Good Habits for Eczema Control


Eczema management isn’t just about dropping unhelpful habits–it’s also about embracing beneficial ones. Here are a few good habits to support your skin’s health:

  1. Moisturize! 

Moisturizing twice a day softens skin, prevents moisture loss, and gives your skin barrier a leg up. For best results, apply when your skin is still damp after cleansing. 


HarlanMD’s Perfect Repair™ moisturizing cream is an option to consider here. It uses natural ceramides to soften skin and bolster the skin’s barrier function. Coconut oil offers healing properties and prevents moisture loss, while glycerin helps balance the skin’s microbiome.

During flares, it’s often helpful to add a heavier moisturizing ointment over your usual moisturizer. 

  1. Manage Stress!

Prolonged stress can lead to immune system dysregulation, which increases inflammation. It is a proven eczema trigger–one of the worst, in fact.

Incorporate stress management into your eczema treatment regimen. Don’t feel guilty about taking time to decompress. Get out into nature. If you enjoy art, try drawing or painting. Write in a journal. Call a friend. Have fun!

Life is stressful by nature. Do what you can to snatch at least a few moments of relaxation every day.

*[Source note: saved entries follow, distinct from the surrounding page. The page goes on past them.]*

//! Text buffer - an ordered, never-empty sequence of lines
//!
//! Lines are stored without their terminators. Columns are `char` indices,
//! so every mutation converts to a byte offset before touching the `String`.

use std::fmt;

/// Line terminator style detected on load and re-emitted on save
#[derive(Debug, Clone, Copy, Default, PartialEq, Eq)]
pub enum LineEnding {
    #[default]
    Lf,
    CrLf,
}

impl LineEnding {
    pub fn as_str(self) -> &'static str {
        match self {
            LineEnding::Lf => "\n",
            LineEnding::CrLf => "\r\n",
        }
    }
}

impl fmt::Display for LineEnding {
    fn fmt(&self, f: &mut fmt::Formatter<'_>) -> fmt::Result {
        match self {
            LineEnding::Lf => write!(f, "LF"),
            LineEnding::CrLf => write!(f, "CRLF"),
        }
    }
}

/// The lines of a document
#[derive(Debug, Clone, PartialEq, Eq)]
pub struct TextBuffer {
    lines: Vec<String>,
    line_ending: LineEnding,
}

impl Default for TextBuffer {
    fn default() -> Self {
        Self::new()
    }
}

/// Byte offset of the `column`th char in `line`, or `line.len()` past the end
#[inline]
fn byte_index(line: &str, column: usize) -> usize {
    line.char_indices()
        .nth(column)
        .map(|(i, _)| i)
        .unwrap_or(line.len())
}

impl TextBuffer {
    /// Create a buffer holding a single empty line
    pub fn new() -> Self {
        Self {
            lines: vec![String::new()],
            line_ending: LineEnding::Lf,
        }
    }

    /// Create a buffer from file content
    pub fn from_text(content: &str) -> Self {
        let mut buffer = Self::new();
        buffer.load(content);
        buffer
    }

    /// Replace the buffer contents, splitting at `\n`, `\r\n` or a lone `\r`
    ///
    /// One trailing terminator is discarded, so `"abc\n"` loads as `["abc"]`.
    /// Empty input yields a single empty line.
    pub fn load(&mut self, content: &str) {
        let mut lines = Vec::new();
        let mut current = String::new();
        let mut ended_with_terminator = false;
        let mut crlf_count = 0usize;
        let mut lf_count = 0usize;

        let mut chars = content.chars().peekable();
        while let Some(ch) = chars.next() {
            match ch {
                '\r' => {
                    if chars.peek() == Some(&'\n') {
                        chars.next();
                        crlf_count += 1;
                    }
                    lines.push(std::mem::take(&mut current));
                    ended_with_terminator = true;
                }
                '\n' => {
                    lf_count += 1;
                    lines.push(std::mem::take(&mut current));
                    ended_with_terminator = true;
                }
                _ => {
                    current.push(ch);
                    ended_with_terminator = false;
                }
            }
        }

        if !ended_with_terminator {
            lines.push(current);
        }

        self.lines = lines;
        self.line_ending = if crlf_count > lf_count {
            LineEnding::CrLf
        } else {
            LineEnding::Lf
        };
    }

    /// Produce the save payload: every line followed by the line terminator
    ///
    /// A buffer holding only one empty line serializes to the empty string.
    pub fn serialize(&self) -> String {
        if self.is_empty() {
            return String::new();
        }
        let terminator = self.line_ending.as_str();
        let capacity = self
            .lines
            .iter()
            .map(|l| l.len() + terminator.len())
            .sum();
        let mut out = String::with_capacity(capacity);
        for line in &self.lines {
            out.push_str(line);
            out.push_str(terminator);
        }
        out
    }

    /// Reset to a single empty line
    pub fn reset(&mut self) {
        self.lines.clear();
        self.lines.push(String::new());
        self.line_ending = LineEnding::Lf;
    }

    /// True when the buffer holds exactly one empty line
    pub fn is_empty(&self) -> bool {
        self.lines.len() == 1 && self.lines[0].is_empty()
    }

    #[inline]
    pub fn line_count(&self) -> usize {
        self.lines.len()
    }

    #[inline]
    pub fn last_line(&self) -> usize {
        self.lines.len() - 1
    }

    /// Line content without terminator
    #[inline]
    pub fn line(&self, line: usize) -> &str {
        &self.lines[line]
    }

    /// Line length in chars
    #[inline]
    pub fn line_len(&self, line: usize) -> usize {
        self.lines[line].chars().count()
    }

    pub fn lines(&self) -> impl Iterator<Item = &str> {
        self.lines.iter().map(String::as_str)
    }

    pub fn line_ending(&self) -> LineEnding {
        self.line_ending
    }

    /// Character at (line, column), `None` past the end of the line
    pub fn char_at(&self, line: usize, column: usize) -> Option<char> {
        self.lines.get(line)?.chars().nth(column)
    }

    /// Splice `text` into `line` at `column`; `text` must not contain terminators
    pub fn insert_text(&mut self, line: usize, column: usize, text: &str) {
        debug_assert!(!text.contains(['\n', '\r']));
        let target = &mut self.lines[line];
        let at = byte_index(target, column);
        target.insert_str(at, text);
    }

    /// Split `line` at `column`, moving the suffix onto a new following line
    pub fn split_line(&mut self, line: usize, column: usize) {
        let target = &mut self.lines[line];
        let at = byte_index(target, column);
        let suffix = target.split_off(at);
        self.lines.insert(line + 1, suffix);
    }

    /// Append `line` to the previous line; no-op on the first line
    pub fn join_with_previous(&mut self, line: usize) {
        if line == 0 {
            return;
        }
        let removed = self.lines.remove(line);
        self.lines[line - 1].push_str(&removed);
    }

    /// Append the next line to `line`; no-op on the last line
    pub fn join_with_next(&mut self, line: usize) {
        if line >= self.last_line() {
            return;
        }
        let removed = self.lines.remove(line + 1);
        self.lines[line].push_str(&removed);
    }

    /// Remove the character before `column`; no-op at column 0
    pub fn delete_before(&mut self, line: usize, column: usize) {
        if column == 0 {
            return;
        }
        self.delete_at(line, column - 1);
    }

    /// Remove the character at `column`; no-op at end of line
    pub fn delete_at(&mut self, line: usize, column: usize) {
        let target = &mut self.lines[line];
        if let Some((at, _)) = target.char_indices().nth(column) {
            target.remove(at);
        }
    }
}

impl fmt::Display for TextBuffer {
    fn fmt(&self, f: &mut fmt::Formatter<'_>) -> fmt::Result {
        f.write_str(&self.serialize())
    }
}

  1. Use lotion after washing

Applying lotion after washing prevents moisture loss. It also gives the skin barrier an extra boost. 


This also applies to handwashing. Studies have shown that hands with dry, cracked skin harbor more dirt and germs than softer skin. Applying lotion after each wash actually helps you keep your hands clean!

People who garden or work with heavy machinery often benefit from applying a heavier cream on top of the lotion. This is also true also for people whose hands stay wet, such as dishwashers, or people such as healthcare workers who must wash their hands frequently. 


  1. Plan Ahead

Keep your treatments on hand and up-to-date, even if you have not experienced a flare in a while. Many people keep SmartLotionⓇ eczema cream in their bedside table and use it at the first sign of a flare. Make sure you have healing ointment for times when you might need extra help with dryness.

A small overnight case packed with travel-sized bottles of your favorite eczema-safe products and medications will ensure that you’re ready for unexpected travel.